I think that may be all I need to know. Thank you sir.

Maybe not, Richard. I do not have the score, nor have i ever seen it. A comment in the booklet notes implies that some Parts are not intended to follow seamlessly from the immediately preceding Part. I will try another rip, keeping the 'tracking' as on the CDs. The keyboards certainly don't have the punch of the Farfisas, but there is some good sax and flute. The voices I find less attractive than in the 1975 recording of Part 1 through 6, too. I am finding it interesting to listen to, but it is certainly something of a Curate's egg. Being from 'live' also means some rather untidy breathing point in the repetitions in the wind instruments and voices.

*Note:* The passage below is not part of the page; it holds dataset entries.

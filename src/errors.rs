//! Error handling for the gitlab2github crate.
use std::{error::Error as StdError, fmt};

use reqwest::StatusCode;

use crate::platform::PlatformType;

/// Error type for the gitlab2github crate.
#[derive(Debug)]
pub struct MigratorError {
    /// Inner error.
    inner: Box<Inner>,
}

impl MigratorError {
    /// Create a new error.
    pub(crate) fn new(kind: MigratorErrorKind) -> Self {
        Self {
            inner: Box::new(Inner {
                kind,
                source: None,
                platform: None,
                status: None,
            }),
        }
    }

    /// Create a new error with a source.
    pub(crate) fn new_with_source<E>(text: &str, e: E) -> Self
    where
        E: Into<BoxError>,
    {
        Self::new(MigratorErrorKind::Io)
            .with_text(text)
            .with_source(e)
    }

    /// Attach a text as the source of the error.
    pub(crate) fn with_text(mut self, text: &str) -> Self {
        self.inner.source = Some(Box::new(std::io::Error::other(text.to_string())));
        self
    }

    /// Attach a source error, keeping any text already attached.
    pub(crate) fn with_source<E>(mut self, e: E) -> Self
    where
        E: Into<BoxError>,
    {
        let e = e.into();
        self.inner.source = Some(match self.inner.source.take() {
            Some(text) => Box::new(std::io::Error::other(format!("{text}: {e}"))),
            None => e,
        });
        self
    }

    /// Attach the platform the error comes from.
    pub(crate) fn with_platform(mut self, platform: PlatformType) -> Self {
        self.inner.platform = Some(platform);
        self
    }

    /// Attach the HTTP status returned by a platform.
    pub(crate) fn with_status(mut self, status: StatusCode) -> Self {
        self.inner.status = Some(status);
        self
    }

    /// Kind of the error
    pub fn kind(&self) -> &MigratorErrorKind {
        &self.inner.kind
    }

    /// HTTP status, when the error comes from a platform response
    pub fn status(&self) -> Option<StatusCode> {
        self.inner.status
    }

    /// Platform the error comes from, if known
    pub fn platform(&self) -> Option<&PlatformType> {
        self.inner.platform.as_ref()
    }
}

/// Type alias for a boxed error.
pub(crate) type BoxError = Box<dyn StdError + Send + Sync>;

/// Inner error type for the gitlab2github crate.
#[derive(Debug)]
struct Inner {
    /// Error kind.
    kind: MigratorErrorKind,

    /// Platform error
    platform: Option<PlatformType>,

    /// HTTP status of the failed request
    status: Option<StatusCode>,

    /// Source error.
    source: Option<BoxError>,
}

/// Kinds of errors raised while migrating
#[derive(Debug, Clone, Copy, PartialEq, Eq)]
pub enum MigratorErrorKind {
    /// Missing or invalid configuration, fatal before any work starts.
    Configuration,

    /// The source group or project listing cannot be reached.
    SourceUnavailable,

    /// A named lookup matched nothing.
    NotFound,

    /// The destination repository cannot be created.
    Provision,

    /// The git history copy failed.
    Transport,

    /// A single label, milestone, issue or request failed.
    EntityMigration,

    /// Error related to the reqwest crate.
    Reqwest,

    /// Error related to serde.
    Serde,

    /// Error related to Git2.
    Git2,

    /// Error related to the filesystem or the process.
    Io,

    /// Error related to the configuration file format.
    Toml,
}

impl fmt::Display for MigratorError {
    fn fmt(&self, f: &mut fmt::Formatter<'_>) -> fmt::Result {
        write!(f, "{:?}", self.inner.kind)?;
        if let Some(platform) = &self.inner.platform {
            write!(f, " ({platform})")?;
        }
        if let Some(status) = &self.inner.status {
            write!(f, " [{status}]")?;
        }
        if let Some(source) = &self.inner.source {
            write!(f, ": {source}")?;
        }
        Ok(())
    }
}

impl StdError for MigratorError {
    fn source(&self) -> Option<&(dyn StdError + 'static)> {
        self.inner.source.as_ref().map(|e| &**e as _)
    }
}

impl From<reqwest::Error> for MigratorError {
    fn from(e: reqwest::Error) -> Self {
        let status = e.status();
        let mut error = Self::new(MigratorErrorKind::Reqwest).with_source(e);
        error.inner.status = status;
        error
    }
}

impl From<serde_json::Error> for MigratorError {
    fn from(e: serde_json::Error) -> Self {
        Self::new(MigratorErrorKind::Serde).with_source(e)
    }
}

impl From<std::io::Error> for MigratorError {
    fn from(e: std::io::Error) -> Self {
        Self::new(MigratorErrorKind::Io).with_source(e)
    }
}

impl From<git2::Error> for MigratorError {
    fn from(e: git2::Error) -> Self {
        Self::new(MigratorErrorKind::Git2).with_source(e)
    }
}

impl From<toml::de::Error> for MigratorError {
    fn from(e: toml::de::Error) -> Self {
        Self::new(MigratorErrorKind::Toml).with_source(e)
    }
}

impl From<&str> for MigratorError {
    fn from(text: &str) -> Self {
        Self::new(MigratorErrorKind::Io).with_text(text)
    }
}

impl From<String> for MigratorError {
    fn from(text: String) -> Self {
        Self::new(MigratorErrorKind::Io).with_text(&text)
    }
}
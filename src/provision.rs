//! Creation of the destination repository
use log::{info, warn};

use crate::{
    config::MigrationConfig,
    errors::{MigratorError, MigratorErrorKind},
    platform::DestinationPlatform,
    utils::{sanitize_description, DestinationHandle, NewRepository, RepositoryDescriptor, Visibility},
};

/// Repository creation request for a source repository
pub fn new_repository(repo: &RepositoryDescriptor, force_private: bool) -> NewRepository {
    let visibility = Visibility::resolve(&repo.visibility, force_private);
    NewRepository {
        name: repo.name.clone(),
        description: sanitize_description(repo.description.as_deref()),
        private: visibility == Visibility::Private,
        auto_init: false,
    }
}

/// Make sure the destination repository exists.
///
/// An existing repository is returned as is, its settings are never changed.
/// # Errors
/// `ProvisionError` if the repository can't be looked up or created
pub async fn ensure_repository(
    destination: &dyn DestinationPlatform,
    repo: &RepositoryDescriptor,
    config: &MigrationConfig,
) -> Result<DestinationHandle, MigratorError> {
    let provision_error = |e: MigratorError| {
        MigratorError::new(MigratorErrorKind::Provision)
            .with_platform(destination.get_type())
            .with_text(&format!("Repository {}", repo.name))
            .with_source(e)
    };
    if let Some(existing) = destination
        .get_repo(&repo.name)
        .await
        .map_err(provision_error)?
    {
        warn!(
            "Repository {} already exists on {}, its history will be overwritten",
            repo.name,
            destination.get_type()
        );
        return Ok(existing);
    }
    let request = new_repository(repo, config.force_private);
    let private = request.private;
    let handle = destination
        .create_repo(request)
        .await
        .map_err(provision_error)?;
    info!(
        "Created repository {}/{} (visibility: {})",
        handle.owner,
        handle.name,
        if private {
            Visibility::Private
        } else {
            Visibility::Public
        }
    );
    Ok(handle)
}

I think I was aware that there are gaps between some Parts (2 and 3 for example, if I recall correctly). It was your reference to fades and added reverb I found offputting. As far as the keyboards are concerned, I'm also aware that there aren't that many Farfisas around in reliable playing condition these days so replacements need to be found, but I remember a performance of Four Organs, which was originally played on the same kind of instrument as Glass's 1960s and 70s music, in London back in the 80s (with the composer present) in which DX7s had been programmed by Glyn Perrin to sound so "authentic" that it was hard to tell the difference. It must be possible twenty years later to do something like that far more easily. Presumably Glass either doesn't care or has decided he likes the more "synthetic" sound the keyboards in his pieces have tended to have for some time.

I suppose I shall have to wait until Roger Norrington gets around to performing Music in Twelve Parts.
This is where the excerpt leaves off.